→ **Work order**
In the data that follows, count each line with the string "Duration"; the reply is the number only.

→ **Record set**
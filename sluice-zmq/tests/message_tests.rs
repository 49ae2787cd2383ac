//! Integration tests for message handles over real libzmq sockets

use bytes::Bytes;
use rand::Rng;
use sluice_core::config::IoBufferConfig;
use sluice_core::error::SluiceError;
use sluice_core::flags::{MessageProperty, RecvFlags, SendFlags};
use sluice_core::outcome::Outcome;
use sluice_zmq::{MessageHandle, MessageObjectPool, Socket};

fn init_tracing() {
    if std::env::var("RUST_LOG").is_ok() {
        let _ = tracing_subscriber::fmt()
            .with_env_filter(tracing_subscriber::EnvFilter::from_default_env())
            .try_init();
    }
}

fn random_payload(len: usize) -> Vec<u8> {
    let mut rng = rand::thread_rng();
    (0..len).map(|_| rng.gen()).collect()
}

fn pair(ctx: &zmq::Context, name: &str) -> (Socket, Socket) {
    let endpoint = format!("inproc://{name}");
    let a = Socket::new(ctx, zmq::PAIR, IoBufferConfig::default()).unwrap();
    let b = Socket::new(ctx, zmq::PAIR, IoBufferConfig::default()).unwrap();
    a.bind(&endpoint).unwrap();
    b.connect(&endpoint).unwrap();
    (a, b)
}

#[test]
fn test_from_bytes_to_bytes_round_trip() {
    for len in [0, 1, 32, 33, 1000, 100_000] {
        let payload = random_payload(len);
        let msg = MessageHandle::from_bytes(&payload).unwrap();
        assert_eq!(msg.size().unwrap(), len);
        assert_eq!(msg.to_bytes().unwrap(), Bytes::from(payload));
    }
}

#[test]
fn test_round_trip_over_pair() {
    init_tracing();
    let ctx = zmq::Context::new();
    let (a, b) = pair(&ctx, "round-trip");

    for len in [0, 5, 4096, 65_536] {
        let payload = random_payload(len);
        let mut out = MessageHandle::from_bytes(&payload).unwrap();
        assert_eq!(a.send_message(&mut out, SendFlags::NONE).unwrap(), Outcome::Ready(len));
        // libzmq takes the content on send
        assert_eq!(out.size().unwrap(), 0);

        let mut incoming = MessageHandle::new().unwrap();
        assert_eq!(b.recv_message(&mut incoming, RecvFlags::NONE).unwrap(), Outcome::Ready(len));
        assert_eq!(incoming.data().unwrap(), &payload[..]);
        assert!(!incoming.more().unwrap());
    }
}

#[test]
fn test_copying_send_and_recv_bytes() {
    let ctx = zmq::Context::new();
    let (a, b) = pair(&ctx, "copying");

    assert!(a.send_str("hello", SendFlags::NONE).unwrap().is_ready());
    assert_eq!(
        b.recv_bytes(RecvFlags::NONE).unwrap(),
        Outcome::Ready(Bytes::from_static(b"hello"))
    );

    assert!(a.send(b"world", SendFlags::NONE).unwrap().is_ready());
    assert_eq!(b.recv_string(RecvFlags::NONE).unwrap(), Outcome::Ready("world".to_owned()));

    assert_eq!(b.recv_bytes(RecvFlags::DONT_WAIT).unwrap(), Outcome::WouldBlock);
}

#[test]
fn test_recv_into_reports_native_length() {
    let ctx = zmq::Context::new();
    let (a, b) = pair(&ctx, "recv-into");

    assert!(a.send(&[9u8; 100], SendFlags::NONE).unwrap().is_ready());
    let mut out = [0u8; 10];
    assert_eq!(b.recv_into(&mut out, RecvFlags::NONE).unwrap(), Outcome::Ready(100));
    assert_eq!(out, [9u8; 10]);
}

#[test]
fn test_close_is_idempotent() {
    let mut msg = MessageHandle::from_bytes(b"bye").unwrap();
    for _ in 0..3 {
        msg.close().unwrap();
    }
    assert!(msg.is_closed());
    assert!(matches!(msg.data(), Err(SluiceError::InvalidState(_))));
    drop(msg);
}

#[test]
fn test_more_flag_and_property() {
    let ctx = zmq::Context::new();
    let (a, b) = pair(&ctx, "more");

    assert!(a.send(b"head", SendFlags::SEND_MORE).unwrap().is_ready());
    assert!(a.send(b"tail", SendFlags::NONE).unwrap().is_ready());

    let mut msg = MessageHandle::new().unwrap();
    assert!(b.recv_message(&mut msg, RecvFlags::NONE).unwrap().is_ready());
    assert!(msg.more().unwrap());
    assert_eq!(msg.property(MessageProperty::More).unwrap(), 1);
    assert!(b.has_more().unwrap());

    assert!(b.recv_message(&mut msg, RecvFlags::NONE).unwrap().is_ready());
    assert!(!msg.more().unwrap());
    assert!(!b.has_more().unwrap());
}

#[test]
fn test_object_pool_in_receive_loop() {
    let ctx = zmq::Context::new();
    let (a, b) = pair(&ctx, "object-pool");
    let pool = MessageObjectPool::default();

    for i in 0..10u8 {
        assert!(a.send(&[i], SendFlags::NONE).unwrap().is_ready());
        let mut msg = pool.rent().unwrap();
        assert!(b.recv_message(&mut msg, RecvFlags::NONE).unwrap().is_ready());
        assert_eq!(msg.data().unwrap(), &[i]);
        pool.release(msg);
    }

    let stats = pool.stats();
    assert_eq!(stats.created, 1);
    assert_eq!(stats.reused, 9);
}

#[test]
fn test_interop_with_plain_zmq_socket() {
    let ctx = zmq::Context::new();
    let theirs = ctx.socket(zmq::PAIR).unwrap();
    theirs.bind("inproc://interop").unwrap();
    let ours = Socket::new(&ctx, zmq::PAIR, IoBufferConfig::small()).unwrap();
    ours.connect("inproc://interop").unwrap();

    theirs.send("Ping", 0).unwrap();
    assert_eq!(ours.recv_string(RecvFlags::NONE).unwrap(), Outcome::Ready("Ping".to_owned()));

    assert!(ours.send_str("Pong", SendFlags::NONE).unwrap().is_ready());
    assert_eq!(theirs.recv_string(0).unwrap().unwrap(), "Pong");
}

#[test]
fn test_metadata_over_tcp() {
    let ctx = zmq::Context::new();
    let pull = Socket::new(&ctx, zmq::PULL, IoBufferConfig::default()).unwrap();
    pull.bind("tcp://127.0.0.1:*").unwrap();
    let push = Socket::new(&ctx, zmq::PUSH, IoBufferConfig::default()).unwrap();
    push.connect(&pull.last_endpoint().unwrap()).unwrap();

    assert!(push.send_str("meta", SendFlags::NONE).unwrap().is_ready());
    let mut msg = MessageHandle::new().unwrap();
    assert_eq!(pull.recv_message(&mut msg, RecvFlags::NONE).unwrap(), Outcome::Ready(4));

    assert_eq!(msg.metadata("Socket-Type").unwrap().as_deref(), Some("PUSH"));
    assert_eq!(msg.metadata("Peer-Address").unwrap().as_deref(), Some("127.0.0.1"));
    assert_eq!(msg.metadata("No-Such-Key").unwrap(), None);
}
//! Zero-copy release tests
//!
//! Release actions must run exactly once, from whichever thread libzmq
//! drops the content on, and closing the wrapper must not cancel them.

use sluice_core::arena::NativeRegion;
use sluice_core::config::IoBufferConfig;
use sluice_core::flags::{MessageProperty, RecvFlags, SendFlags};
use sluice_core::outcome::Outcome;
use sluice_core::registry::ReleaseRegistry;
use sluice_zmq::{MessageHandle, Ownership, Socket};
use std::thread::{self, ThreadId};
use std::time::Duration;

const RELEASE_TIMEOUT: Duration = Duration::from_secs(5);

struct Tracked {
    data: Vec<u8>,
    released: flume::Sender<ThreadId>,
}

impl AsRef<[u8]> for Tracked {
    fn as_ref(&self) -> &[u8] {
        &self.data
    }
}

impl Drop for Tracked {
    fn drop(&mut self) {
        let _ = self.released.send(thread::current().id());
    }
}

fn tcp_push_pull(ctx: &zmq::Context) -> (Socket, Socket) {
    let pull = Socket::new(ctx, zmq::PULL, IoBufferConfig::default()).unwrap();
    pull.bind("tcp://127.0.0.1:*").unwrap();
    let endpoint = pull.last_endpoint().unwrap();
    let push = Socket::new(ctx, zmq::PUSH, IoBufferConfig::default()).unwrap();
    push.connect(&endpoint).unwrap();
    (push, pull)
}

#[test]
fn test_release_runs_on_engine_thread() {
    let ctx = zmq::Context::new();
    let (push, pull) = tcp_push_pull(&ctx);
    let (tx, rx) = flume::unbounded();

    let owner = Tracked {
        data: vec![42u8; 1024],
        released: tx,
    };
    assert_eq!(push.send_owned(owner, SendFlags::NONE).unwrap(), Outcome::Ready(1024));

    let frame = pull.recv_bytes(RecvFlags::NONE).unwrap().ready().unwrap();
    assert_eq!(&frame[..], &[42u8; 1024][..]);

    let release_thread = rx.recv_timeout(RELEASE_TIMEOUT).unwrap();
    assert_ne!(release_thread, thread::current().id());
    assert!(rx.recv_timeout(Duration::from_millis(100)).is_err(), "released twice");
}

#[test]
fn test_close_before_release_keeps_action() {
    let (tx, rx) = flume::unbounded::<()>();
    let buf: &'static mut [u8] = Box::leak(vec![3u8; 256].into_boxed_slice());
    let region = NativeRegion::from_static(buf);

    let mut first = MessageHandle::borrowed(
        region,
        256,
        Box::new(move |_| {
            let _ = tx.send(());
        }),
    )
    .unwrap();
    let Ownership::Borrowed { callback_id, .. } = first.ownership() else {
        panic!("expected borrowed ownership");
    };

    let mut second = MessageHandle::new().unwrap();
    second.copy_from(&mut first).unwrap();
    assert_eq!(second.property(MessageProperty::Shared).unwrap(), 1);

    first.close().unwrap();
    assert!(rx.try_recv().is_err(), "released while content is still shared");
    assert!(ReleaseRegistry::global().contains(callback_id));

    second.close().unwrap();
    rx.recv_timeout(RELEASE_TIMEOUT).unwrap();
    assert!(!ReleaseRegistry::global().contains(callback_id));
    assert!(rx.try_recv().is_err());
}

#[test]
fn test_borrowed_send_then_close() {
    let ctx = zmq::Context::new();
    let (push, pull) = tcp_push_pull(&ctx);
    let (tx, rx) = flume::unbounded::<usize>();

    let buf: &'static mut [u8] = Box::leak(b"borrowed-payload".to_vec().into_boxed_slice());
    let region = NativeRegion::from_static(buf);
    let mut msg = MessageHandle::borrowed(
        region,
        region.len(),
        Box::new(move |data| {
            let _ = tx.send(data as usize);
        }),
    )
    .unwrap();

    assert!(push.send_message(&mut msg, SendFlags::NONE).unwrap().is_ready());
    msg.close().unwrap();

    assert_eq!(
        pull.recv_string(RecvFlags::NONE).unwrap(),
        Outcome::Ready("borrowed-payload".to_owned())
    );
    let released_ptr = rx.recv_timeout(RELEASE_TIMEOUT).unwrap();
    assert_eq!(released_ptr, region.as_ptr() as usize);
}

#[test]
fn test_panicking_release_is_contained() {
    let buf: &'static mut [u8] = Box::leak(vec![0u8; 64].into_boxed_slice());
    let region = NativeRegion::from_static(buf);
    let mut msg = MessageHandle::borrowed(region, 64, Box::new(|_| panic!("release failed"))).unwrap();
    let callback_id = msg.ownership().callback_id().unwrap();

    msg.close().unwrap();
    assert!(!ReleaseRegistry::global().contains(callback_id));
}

→ **Task result**
3